How microbial mats help paleontologists
Most
fossils preserve only the hard parts of organisms, e.g. shells. The
rare cases where soft-bodied fossils are preserved (the remains of
soft-bodied organisms and also of the soft parts of organisms for which
only hard parts such as shells are usually found) are extremely valuable
because they provide information about organisms that are hardly ever
fossilized and much more information than is usually available about
those for which only the hard parts are usually preserved. Microbial mats help to preserve soft-bodied fossils by:
- Capturing corpses on the sticky surfaces of mats and thus preventing them from floating or drifting away.

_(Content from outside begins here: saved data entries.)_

use super::attacks::{BISHOP_DIRECTIONS, KING_OFFSETS, KNIGHT_OFFSETS, ROOK_DIRECTIONS};
use super::{Board, Color, Move, MoveKind, MoveList, Piece, Square, PROMOTION_PIECES};

impl Board {
    fn generate_pseudo_moves(&self) -> MoveList {
        let mut moves = MoveList::new();
        let color = self.side_to_move;

        for from in self.pieces(color, Piece::Pawn) {
            self.generate_pawn_moves(from, color, &mut moves);
        }
        for from in self.pieces(color, Piece::Knight) {
            self.generate_step_moves(from, color, &KNIGHT_OFFSETS, &mut moves);
        }
        for from in self.pieces(color, Piece::Bishop) {
            self.generate_sliding_moves(from, color, &BISHOP_DIRECTIONS, &mut moves);
        }
        for from in self.pieces(color, Piece::Rook) {
            self.generate_sliding_moves(from, color, &ROOK_DIRECTIONS, &mut moves);
        }
        for from in self.pieces(color, Piece::Queen) {
            self.generate_sliding_moves(from, color, &BISHOP_DIRECTIONS, &mut moves);
            self.generate_sliding_moves(from, color, &ROOK_DIRECTIONS, &mut moves);
        }
        for from in self.pieces(color, Piece::King) {
            self.generate_step_moves(from, color, &KING_OFFSETS, &mut moves);
            self.generate_castling_moves(from, color, &mut moves);
        }

        moves
    }

    fn push_pawn_move(
        from: Square,
        to: Square,
        captured: Option<Piece>,
        color: Color,
        moves: &mut MoveList,
    ) {
        if color.relative_rank(to.rank()) == 7 {
            for promo in PROMOTION_PIECES {
                moves.push(Move::new(from, to, Some(promo), captured, MoveKind::Normal));
            }
        } else {
            moves.push(Move::new(from, to, None, captured, MoveKind::Normal));
        }
    }

    fn generate_pawn_moves(&self, from: Square, color: Color, moves: &mut MoveList) {
        let dir = color.pawn_direction();

        if let Some(one) = from.offset(dir, 0) {
            if self.is_empty(one) {
                Self::push_pawn_move(from, one, None, color, moves);

                if color.relative_rank(from.rank()) == 1 {
                    if let Some(two) = one.offset(dir, 0) {
                        if self.is_empty(two) {
                            moves.push(Move::new(from, two, None, None, MoveKind::DoublePawnPush));
                        }
                    }
                }
            }
        }

        for file_delta in [-1, 1] {
            let Some(to) = from.offset(dir, file_delta) else {
                continue;
            };
            match self.piece_at(to) {
                Some((target_color, target)) if target_color != color => {
                    Self::push_pawn_move(from, to, Some(target), color, moves);
                }
                None if self.en_passant_target == Some(to)
                    && self.piece_at(Square::at(from.rank(), to.file()))
                        == Some((color.opponent(), Piece::Pawn)) =>
                {
                    moves.push(Move::new(from, to, None, Some(Piece::Pawn), MoveKind::EnPassant));
                }
                _ => {}
            }
        }
    }

    fn generate_step_moves(
        &self,
        from: Square,
        color: Color,
        offsets: &[(isize, isize)],
        moves: &mut MoveList,
    ) {
        for &(dr, df) in offsets {
            let Some(to) = from.offset(dr, df) else {
                continue;
            };
            match self.piece_at(to) {
                None => moves.push(Move::quiet(from, to)),
                Some((target_color, target)) if target_color != color => {
                    moves.push(Move::capture(from, to, target));
                }
                Some(_) => {}
            }
        }
    }

    fn generate_sliding_moves(
        &self,
        from: Square,
        color: Color,
        directions: &[(isize, isize)],
        moves: &mut MoveList,
    ) {
        for &(dr, df) in directions {
            let mut cursor = from;
            while let Some(to) = cursor.offset(dr, df) {
                match self.piece_at(to) {
                    None => {
                        moves.push(Move::quiet(from, to));
                        cursor = to;
                    }
                    Some((target_color, target)) => {
                        if target_color != color {
                            moves.push(Move::capture(from, to, target));
                        }
                        break;
                    }
                }
            }
        }
    }

    fn generate_castling_moves(&self, from: Square, color: Color, moves: &mut MoveList) {
        let rank = color.back_rank();
        if from != Square::at(rank, 4) {
            return;
        }
        let enemy = color.opponent();
        let rook = Some((color, Piece::Rook));

        if self.castling_rights.has(color, true)
            && self.piece_at(Square::at(rank, 7)) == rook
            && self.is_empty(Square::at(rank, 5))
            && self.is_empty(Square::at(rank, 6))
            && !self.is_square_attacked(from, enemy)
            && !self.is_square_attacked(Square::at(rank, 5), enemy)
            && !self.is_square_attacked(Square::at(rank, 6), enemy)
        {
            moves.push(Move::new(
                from,
                Square::at(rank, 6),
                None,
                None,
                MoveKind::CastleKingside,
            ));
        }

        if self.castling_rights.has(color, false)
            && self.piece_at(Square::at(rank, 0)) == rook
            && self.is_empty(Square::at(rank, 1))
            && self.is_empty(Square::at(rank, 2))
            && self.is_empty(Square::at(rank, 3))
            && !self.is_square_attacked(from, enemy)
            && !self.is_square_attacked(Square::at(rank, 3), enemy)
            && !self.is_square_attacked(Square::at(rank, 2), enemy)
        {
            moves.push(Move::new(
                from,
                Square::at(rank, 2),
                None,
                None,
                MoveKind::CastleQueenside,
            ));
        }
    }

    /// Legal moves for the side to move.
    ///
    /// Pseudo-legal moves are filtered by playing each one and checking
    /// whether the mover's king is left attacked.
    pub fn generate_moves(&mut self) -> MoveList {
        let color = self.side_to_move;
        let pseudo = self.generate_pseudo_moves();
        let mut legal = MoveList::new();
        for &mv in pseudo.iter() {
            if self.is_legal_pseudo_move(mv, color) {
                legal.push(mv);
            }
        }
        legal
    }

    fn is_legal_pseudo_move(&mut self, mv: Move, color: Color) -> bool {
        let info = self.make_move(mv);
        let legal = !self.is_king_attacked(color);
        self.unmake_move(mv, info);
        legal
    }

    /// True if the side to move has at least one legal move.
    pub fn has_legal_moves(&mut self) -> bool {
        let color = self.side_to_move;
        let pseudo = self.generate_pseudo_moves();
        pseudo.iter().any(|&mv| self.is_legal_pseudo_move(mv, color))
    }

    pub fn is_checkmate(&mut self) -> bool {
        self.is_in_check() && !self.has_legal_moves()
    }

    pub fn is_stalemate(&mut self) -> bool {
        !self.is_in_check() && !self.has_legal_moves()
    }

    /// Count leaf nodes of the legal move tree to `depth`.
    pub fn perft(&mut self, depth: usize) -> u64 {
        if depth == 0 {
            return 1;
        }

        let moves = self.generate_moves();
        if depth == 1 {
            return moves.len() as u64;
        }

        let mut nodes = 0;
        for &mv in moves.iter() {
            let info = self.make_move(mv);
            nodes += self.perft(depth - 1);
            self.unmake_move(mv, info);
        }

        nodes
    }
}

- Physically protecting them from being eaten by scavengers and broken up by burrowing animals, and protecting fossil-bearing sediments from erosion. For example, the speed of water current required to erode sediment bound by a mat is 20–30 times as great as the speed required to erode a bare sediment.
- Preventing or reducing decay both by physically screening the remains from decay-causing bacteria and by creating chemical conditions that are hostile to decay-causing bacteria.
- Preserving tracks and burrows by protecting them from erosion. Many trace fossils date from significantly earlier than the body fossils of animals that are thought to have been capable of making them and thus improve paleontologists' estimates of when animals with these capabilities first appeared.
Industrial uses
The
ability of microbial mat communities to use a vast range of "foods" has
recently led to interest in industrial uses. There have been trials of
microbial mats for purifying water, both for human use and in fish farming, and studies of their potential for cleaning up oil spills. As a result of the growing commercial potential, there have been applications for and grants of patents relating to the growing, installation and use of microbial mats, mainly for cleaning up pollutants and waste products.